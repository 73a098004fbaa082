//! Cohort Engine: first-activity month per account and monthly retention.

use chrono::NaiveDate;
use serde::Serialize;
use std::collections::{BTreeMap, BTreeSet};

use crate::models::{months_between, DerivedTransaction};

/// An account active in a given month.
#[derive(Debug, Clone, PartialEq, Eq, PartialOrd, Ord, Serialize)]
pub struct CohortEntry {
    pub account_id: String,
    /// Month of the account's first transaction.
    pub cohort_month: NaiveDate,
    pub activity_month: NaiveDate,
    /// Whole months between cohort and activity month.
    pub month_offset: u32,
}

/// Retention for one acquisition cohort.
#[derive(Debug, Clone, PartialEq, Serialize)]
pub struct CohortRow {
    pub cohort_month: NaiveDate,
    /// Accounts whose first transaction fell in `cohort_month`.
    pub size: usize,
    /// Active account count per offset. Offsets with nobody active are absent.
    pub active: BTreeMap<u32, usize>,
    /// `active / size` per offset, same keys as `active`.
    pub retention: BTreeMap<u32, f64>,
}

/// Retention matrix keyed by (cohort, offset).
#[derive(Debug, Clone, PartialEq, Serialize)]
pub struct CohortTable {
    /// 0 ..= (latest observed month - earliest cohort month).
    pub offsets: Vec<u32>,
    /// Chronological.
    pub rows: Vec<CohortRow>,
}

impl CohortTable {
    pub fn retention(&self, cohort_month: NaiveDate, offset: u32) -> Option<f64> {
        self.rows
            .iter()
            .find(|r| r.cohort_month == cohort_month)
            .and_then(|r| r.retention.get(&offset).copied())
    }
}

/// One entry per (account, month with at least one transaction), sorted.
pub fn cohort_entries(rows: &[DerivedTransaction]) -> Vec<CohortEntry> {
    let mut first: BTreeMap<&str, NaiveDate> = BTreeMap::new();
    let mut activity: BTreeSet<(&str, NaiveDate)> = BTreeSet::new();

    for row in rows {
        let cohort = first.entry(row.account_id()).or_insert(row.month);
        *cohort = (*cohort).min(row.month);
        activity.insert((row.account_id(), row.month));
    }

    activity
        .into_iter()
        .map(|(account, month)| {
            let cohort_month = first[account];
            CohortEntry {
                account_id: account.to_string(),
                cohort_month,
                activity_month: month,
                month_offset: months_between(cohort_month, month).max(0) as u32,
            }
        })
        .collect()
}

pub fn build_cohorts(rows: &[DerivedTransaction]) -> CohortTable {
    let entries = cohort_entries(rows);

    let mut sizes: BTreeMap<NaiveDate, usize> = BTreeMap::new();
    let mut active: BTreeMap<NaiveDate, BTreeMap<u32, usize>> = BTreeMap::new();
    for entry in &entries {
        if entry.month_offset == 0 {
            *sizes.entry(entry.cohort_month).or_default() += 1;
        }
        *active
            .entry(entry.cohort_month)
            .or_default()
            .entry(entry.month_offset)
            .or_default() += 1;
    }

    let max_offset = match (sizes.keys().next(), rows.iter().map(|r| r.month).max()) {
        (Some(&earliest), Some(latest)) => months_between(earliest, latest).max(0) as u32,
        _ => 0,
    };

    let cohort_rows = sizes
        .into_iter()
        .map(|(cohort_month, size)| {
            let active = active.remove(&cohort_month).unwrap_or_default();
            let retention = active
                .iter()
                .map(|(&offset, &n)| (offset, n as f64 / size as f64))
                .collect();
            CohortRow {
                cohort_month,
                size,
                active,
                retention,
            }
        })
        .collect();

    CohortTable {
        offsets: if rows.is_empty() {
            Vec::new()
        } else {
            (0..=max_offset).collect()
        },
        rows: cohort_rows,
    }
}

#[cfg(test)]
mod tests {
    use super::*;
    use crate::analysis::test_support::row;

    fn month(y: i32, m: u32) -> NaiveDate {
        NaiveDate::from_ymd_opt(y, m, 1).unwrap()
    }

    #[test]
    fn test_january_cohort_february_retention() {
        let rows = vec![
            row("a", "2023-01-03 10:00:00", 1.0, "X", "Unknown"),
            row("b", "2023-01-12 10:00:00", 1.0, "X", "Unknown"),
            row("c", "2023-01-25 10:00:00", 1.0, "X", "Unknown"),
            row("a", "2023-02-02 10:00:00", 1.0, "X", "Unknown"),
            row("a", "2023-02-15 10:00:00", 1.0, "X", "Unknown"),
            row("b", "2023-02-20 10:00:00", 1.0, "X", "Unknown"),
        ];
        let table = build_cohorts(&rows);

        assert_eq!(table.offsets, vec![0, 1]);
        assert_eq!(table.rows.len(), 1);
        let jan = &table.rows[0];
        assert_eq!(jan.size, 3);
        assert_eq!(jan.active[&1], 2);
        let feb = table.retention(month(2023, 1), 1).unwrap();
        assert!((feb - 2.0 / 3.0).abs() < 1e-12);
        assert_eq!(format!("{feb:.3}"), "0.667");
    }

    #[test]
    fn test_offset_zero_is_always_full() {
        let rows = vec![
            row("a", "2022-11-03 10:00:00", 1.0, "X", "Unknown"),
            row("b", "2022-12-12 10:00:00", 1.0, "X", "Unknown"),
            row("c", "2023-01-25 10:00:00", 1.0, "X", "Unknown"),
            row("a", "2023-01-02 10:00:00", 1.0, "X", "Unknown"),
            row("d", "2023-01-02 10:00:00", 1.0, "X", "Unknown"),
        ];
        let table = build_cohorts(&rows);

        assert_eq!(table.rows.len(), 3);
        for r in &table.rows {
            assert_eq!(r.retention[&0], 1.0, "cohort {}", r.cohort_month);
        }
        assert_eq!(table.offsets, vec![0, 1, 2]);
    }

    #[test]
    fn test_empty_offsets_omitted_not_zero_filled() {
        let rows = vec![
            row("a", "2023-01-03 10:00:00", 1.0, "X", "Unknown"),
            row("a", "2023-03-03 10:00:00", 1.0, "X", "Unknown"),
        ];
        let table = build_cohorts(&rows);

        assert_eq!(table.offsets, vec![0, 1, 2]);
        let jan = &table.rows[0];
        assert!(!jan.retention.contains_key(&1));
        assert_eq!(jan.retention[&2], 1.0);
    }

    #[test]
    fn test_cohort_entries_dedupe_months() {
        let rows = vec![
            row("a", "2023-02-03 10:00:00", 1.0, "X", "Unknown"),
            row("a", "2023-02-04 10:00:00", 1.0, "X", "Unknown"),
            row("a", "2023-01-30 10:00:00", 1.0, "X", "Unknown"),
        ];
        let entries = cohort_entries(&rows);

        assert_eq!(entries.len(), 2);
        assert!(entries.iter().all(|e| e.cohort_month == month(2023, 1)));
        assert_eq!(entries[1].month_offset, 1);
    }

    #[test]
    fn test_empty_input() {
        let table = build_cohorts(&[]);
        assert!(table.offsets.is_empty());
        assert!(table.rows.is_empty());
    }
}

━━━

**Exercise instructions**: Write out, from the lines above, only those from the line with "fn month(y: i32, m: u32)" to the line with "for r in &table.rows", exactly as given, including the first and the last.

**Solution below**:
    fn month(y: i32, m: u32) -> NaiveDate {
        NaiveDate::from_ymd_opt(y, m, 1).unwrap()
    }

    #[test]
    fn test_january_cohort_february_retention() {
        let rows = vec![
            row("a", "2023-01-03 10:00:00", 1.0, "X", "Unknown"),
            row("b", "2023-01-12 10:00:00", 1.0, "X", "Unknown"),
            row("c", "2023-01-25 10:00:00", 1.0, "X", "Unknown"),
            row("a", "2023-02-02 10:00:00", 1.0, "X", "Unknown"),
            row("a", "2023-02-15 10:00:00", 1.0, "X", "Unknown"),
            row("b", "2023-02-20 10:00:00", 1.0, "X", "Unknown"),
        ];
        let table = build_cohorts(&rows);

        assert_eq!(table.offsets, vec![0, 1]);
        assert_eq!(table.rows.len(), 1);
        let jan = &table.rows[0];
        assert_eq!(jan.size, 3);
        assert_eq!(jan.active[&1], 2);
        let feb = table.retention(month(2023, 1), 1).unwrap();
        assert!((feb - 2.0 / 3.0).abs() < 1e-12);
        assert_eq!(format!("{feb:.3}"), "0.667");
    }

    #[test]
    fn test_offset_zero_is_always_full() {
        let rows = vec![
            row("a", "2022-11-03 10:00:00", 1.0, "X", "Unknown"),
            row("b", "2022-12-12 10:00:00", 1.0, "X", "Unknown"),
            row("c", "2023-01-25 10:00:00", 1.0, "X", "Unknown"),
            row("a", "2023-01-02 10:00:00", 1.0, "X", "Unknown"),
            row("d", "2023-01-02 10:00:00", 1.0, "X", "Unknown"),
        ];
        let table = build_cohorts(&rows);

        assert_eq!(table.rows.len(), 3);
        for r in &table.rows {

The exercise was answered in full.